A way to implement RAG evaluation using Ragas or TrueLens

SkaDS23 commented 7 months ago

Hello,

I'm actually searching for a method to evaluate the rag, is there any suggestion to make this approach using Ragas or Trulens (Directly in the user interface or even a test in cli) and specially if i'm not very familiar with the codebase ? Is there any pre-built similar solution in H2ogpt ?

Thank you

pseudotensor commented 7 months ago

There's the main gen.py but also cli.py for CLI use and eval.py for evaluation (--gradio=False) for a given collection (pre-defined or created at runtime first time with --user_path=user_path --langchain_model=UserData.

For eval, if --verifier_model is set and hosts a prometheus model or other model: https://github.com/kaistAI/prometheus . This can be used to get truthfulness etc. with these prompts in src/prompter.py. However, the prompts are not hooked up. After reviewing, prometheus is less than optimal as it can't be used for larger context models.

Best is to use same or larger model for --verifier_model for these same prompts, but again they aren't hooked up to any UI or CLI options, one would need modify h2oGPT some for that.

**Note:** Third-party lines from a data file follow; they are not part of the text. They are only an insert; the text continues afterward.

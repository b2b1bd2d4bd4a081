//! Metrics recorded by the publish pipeline.
//!
//! Calls go through the `metrics` facade and are no-ops until a recorder is
//! installed by the embedding process.

pub mod fetch {
    /// Record how long the feed download took
    pub fn duration(secs: f64) {
        ::metrics::histogram!("agenda_fetch_duration_seconds").record(secs);
    }

    /// Record the size of the downloaded payload
    pub fn payload_bytes(bytes: usize) {
        ::metrics::histogram!("agenda_fetch_payload_bytes").record(bytes as f64);
    }
}

pub mod transform {
    /// Record a batch of events normalized for one document shape
    pub fn events_transformed(shape: &str, count: usize) {
        ::metrics::counter!("agenda_events_transformed_total", "shape" => shape.to_string())
            .increment(count as u64);
    }
}

pub mod grouping {
    pub fn long_events(count: usize) {
        ::metrics::counter!("agenda_events_long_total").increment(count as u64);
    }

    pub fn short_events(count: usize) {
        ::metrics::counter!("agenda_events_short_total").increment(count as u64);
    }

    pub fn month_groups(count: usize) {
        ::metrics::counter!("agenda_month_groups_total").increment(count as u64);
    }
}

pub mod publish {
    /// Record the outcome of a publish run ("success" or "failure")
    pub fn run_finished(outcome: &'static str) {
        ::metrics::counter!("agenda_publish_runs_total", "outcome" => outcome).increment(1);
    }
}
pub mod logging;
pub mod metrics;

One would need to tweak the eval.py code to (say) run over all the prompts for the verifier model and collect results.

Lastly, RAGAS or other tools could be hooked up to the eval.py code, but again it's not done.

The simplest way to handle is to use h2oGPT as OpenAI API setup to use a collection of documents, and use RAGAS to talk to it.

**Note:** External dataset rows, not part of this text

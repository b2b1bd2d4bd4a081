pub mod ports;
pub mod publish_use_case;

pub use publish_use_case::{PublishReport, PublishUseCase, PublishedDocuments};
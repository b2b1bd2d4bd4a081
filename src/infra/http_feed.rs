use async_trait::async_trait;
use tracing::{debug, info};

use crate::app::ports::FeedSourcePort;
use crate::common::error::Result;

/// Fetches the feed with a single GET
pub struct ReqwestFeed {
    client: reqwest::Client,
    url: String,
}

impl ReqwestFeed {
    pub fn new(url: impl Into<String>) -> Self {
        Self {
            client: reqwest::Client::new(),
            url: url.into(),
        }
    }

    pub fn url(&self) -> &str {
        &self.url
    }
}

#[async_trait]
impl FeedSourcePort for ReqwestFeed {
    async fn fetch(&self) -> Result<Vec<u8>> {
        info!("📡 Fetching agenda feed from {}", self.url);
        let resp = self.client.get(&self.url).send().await?.error_for_status()?;
        debug!(status = resp.status().as_u16(), "Feed responded");
        let bytes = resp.bytes().await?.to_vec();
        Ok(bytes)
    }
}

SkaDS23 commented 7 months ago

Thank you for this detailed reply,

I'm actually testing h2oGPT with OpenAI API setup (still not testing with local models), by mentioning "RAGAS talk to it" Can you clarify this detail further please ? If you can also guide me where i can figure out the rag pipeline in the code in order to understand it.

pseudotensor commented 7 months ago

I mean by default h2oGPT runs an OpenAI proxy server, so you can talk to h2oGPT as if it were OpenAI by setting right base_url and api key. See

https://github.com/h2oai/h2ogpt/blob/main/docs/README_CLIENT.md#openai-proxy-client-api

This includes "langchain_mode" to control which collection to talk to.

RAGAS also measures retrieval accuracy etc., so probably can't do everything it would want.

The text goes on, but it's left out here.